The autoreload extension is already loaded. To reload it, use:
  %reload_ext autoreload


---

# Table of Contents
1. [Creating a `CreateSchedules` object](#creating)
2. [Methods](#methods)
    1. `get_pages_per_tutor`
    2. `split_pdf`

---

# `CreateSchedules` Object
A `CreateSchedules` object is instantiated by requiring one input parameter:
* `aggregate_schedule`: string that represents the name of the PDF file that contains all the tutor schedules which should be split. _Do not include the file extension_ -- this should be `.pdf`.

In [3]:
creator = send_schedule.CreateSchedules("Dummy Schedule")

The filename will almost _always_ be "ALC Schedule" and is the default name used when running from the CLI or as an executable. 

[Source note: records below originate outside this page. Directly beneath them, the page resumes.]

use std::cell::RefCell;

use iced::{
    Element, Length, Task,
    widget::{column, container, text},
};
use image::DynamicImage;

use super::{state::ResultPanel, widgets::side_by_side};
use crate::{Colormap, EdgeMap, Viewer};

/// Blocking window showing the input and its edge map side by side
#[derive(Debug, Clone, Copy, Default)]
pub struct WindowViewer;

impl Viewer for WindowViewer {
    fn show(&self, image: &DynamicImage, edges: &EdgeMap, colormap: Colormap) -> anyhow::Result<()> {
        let caption = format!("{} edges, colormap {}", edges_label(edges), colormap);
        let panel = ResultPanel::render(image, edges, colormap, caption);

        iced::application(
            move || ViewerWindow { panel: panel.clone() },
            ViewerWindow::update,
            ViewerWindow::view,
        )
        .title("Edge Detector")
        .window_size((1200.0, 650.0))
        .run()
        .map_err(|e| anyhow::anyhow!("Viewer failed: {}", e))
    }
}

/// Renders into the form window instead of opening a new one
#[derive(Debug, Default)]
pub(super) struct PanelViewer {
    pub panel: RefCell<Option<ResultPanel>>,
}

impl Viewer for PanelViewer {
    fn show(&self, image: &DynamicImage, edges: &EdgeMap, colormap: Colormap) -> anyhow::Result<()> {
        let caption = format!("{} edges, colormap {}", edges_label(edges), colormap);
        *self.panel.borrow_mut() = Some(ResultPanel::render(image, edges, colormap, caption));
        Ok(())
    }
}

fn edges_label(edges: &EdgeMap) -> String {
    let (width, height) = edges.dimensions();
    format!("{}x{}, {} non-zero", width, height, edges.edge_count())
}

struct ViewerWindow {
    panel: ResultPanel,
}

#[derive(Debug, Clone)]
enum ViewerMessage {}

impl ViewerWindow {
    fn update(&mut self, message: ViewerMessage) -> Task<ViewerMessage> {
        match message {}
    }

    fn view(&self) -> Element<'_, ViewerMessage> {
        container(
            column![
                side_by_side("Input", &self.panel.original, "Edges", &self.panel.edges),
                text(self.panel.caption.as_str()),
            ]
            .spacing(10)
            .padding(20),
        )
        .width(Length::Fill)
        .height(Length::Fill)
        .into()
    }
}
//! The knowledge base: every topic the assistant can answer about, with
//! its matching keywords, the prose used for similarity scoring, the reply
//! template and suggested follow-up questions. Built once per process and
//! immutable afterwards; matching tokens are precomputed at build time.

use chrono::{Local, Timelike};
use once_cell::sync::Lazy;
use regex::Regex;

use crate::context::ConversationContext;
use crate::text::{self, NormalizeOptions, Token};

/// Reply text for a topic. Most topics are fixed strings; a few render
/// against the conversation state.
pub enum ResponseTemplate {
    Static(&'static str),
    Dynamic(fn(&ConversationContext) -> String),
}

impl ResponseTemplate {
    pub fn render(&self, ctx: &ConversationContext) -> String {
        match self {
            ResponseTemplate::Static(s) => (*s).to_string(),
            ResponseTemplate::Dynamic(f) => f(ctx),
        }
    }
}

pub struct KnowledgeEntry {
    pub topic: &'static str,
    pub keywords: &'static [&'static str],
    /// Extra prose included in the matching corpus but not in replies.
    pub text: &'static str,
    pub template: ResponseTemplate,
    pub follow_ups: &'static [&'static str],
    /// Normalized tokens over keywords + text + static reply.
    pub tokens: Vec<Token>,
}

pub struct KnowledgeBase {
    entries: Vec<KnowledgeEntry>,
}

impl KnowledgeBase {
    pub fn standard() -> &'static KnowledgeBase {
        static KB: Lazy<KnowledgeBase> = Lazy::new(build_standard);
        &KB
    }

    pub fn entries(&self) -> &[KnowledgeEntry] {
        &self.entries
    }

    pub fn get(&self, topic: &str) -> Option<&KnowledgeEntry> {
        self.entries.iter().find(|e| e.topic == topic)
    }
}

fn entry(
    topic: &'static str,
    keywords: &'static [&'static str],
    text: &'static str,
    template: ResponseTemplate,
    follow_ups: &'static [&'static str],
) -> KnowledgeEntry {
    let mut corpus = keywords.join(" ");
    corpus.push(' ');
    corpus.push_str(text);
    if let ResponseTemplate::Static(reply) = &template {
        corpus.push(' ');
        corpus.push_str(reply);
    }
    let tokens = text::normalize(&corpus, NormalizeOptions::default());
    KnowledgeEntry { topic, keywords, text, template, follow_ups, tokens }
}

fn time_of_day() -> &'static str {
    let hour = Local::now().hour();
    if hour < 12 {
        "Good morning"
    } else if hour < 18 {
        "Good afternoon"
    } else {
        "Good evening"
    }
}

fn greeting_reply(ctx: &ConversationContext) -> String {
    let tod = time_of_day();
    if let Some(name) = &ctx.user_name {
        format!("{tod}, {name}! Welcome back to KSP Yarns. How can I assist you today?")
    } else if ctx.message_count > 5 {
        format!("{tod}! Great to see you again. What can I help you with today?")
    } else {
        format!(
            "{tod}! Welcome to KSP Yarns. How can I assist you today with our yarn \
             products or services?"
        )
    }
}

Once created, the `CreateSchedules` object will generate two class variables:
* `data_dir`: the absolute path to the `/data/` directory 
* `pdf`: the PDF object from the  PyPDF2.PdfFileReader class

We can examine these two things below:

### `data_dir`

In [4]:
creator.data_dir

'/Users/hagenfritz/Documents/mass-email-sender/data'

An important note is that this script takes advantage of the directory structure so no changes should be made to how the directories and files are organized. This path will update based on your system when you clone the project. 

### `pdf`

In [5]:
creator.pdf

<PyPDF2._reader.PdfFileReader at 0x7fb2c6ca7c10>

Not much here to see, but there are built in methods from the PyPDF2 class that allow us to get the number of pages and the page content.

---

<a id="methods"></a>

# Methods
There are only two methods contained in the `CreateSchedules` class which are described below"

## `get_pages_per_tutor`
This method returns a `dict` where the keys are the individual tutors while the values correspond to the pages that their schedule details are on. There are _no_ input parameters required.

In [19]:
pages_per_tutor = creator.get_pages_per_tutor()
print(pages_per_tutor)

{'HFritz': [0], 'WFritz': [1, 2], 'JSmith': [3, 4], 'RDaniell': [5]}


The output is shown above. Note, that pages are zero-indexed compared to our more traditional one-indexing. 

## `split_pdf`
This method uses the output from `get_pages_per_tutor` to allocate pages to each tutor's PDF, ultimately creating the individualized PDFs. There is only one input required:
* `pages_per_tutor`: keys as tutors with values as the pages of the original document corresponding to them

In [20]:
creator.split_pdf(pages_per_tutor=pages_per_tutor)

Nothing is returned. Rather, the individual PDFs can be seen in the `/data/processed/` directory.

In [21]:
import os
for file in os.listdir("../data/processed/"):
    if file.endswith("pdf"):
        print(file)

RDaniell.pdf
JSmith.pdf
WFritz.pdf
HFritz.pdf


---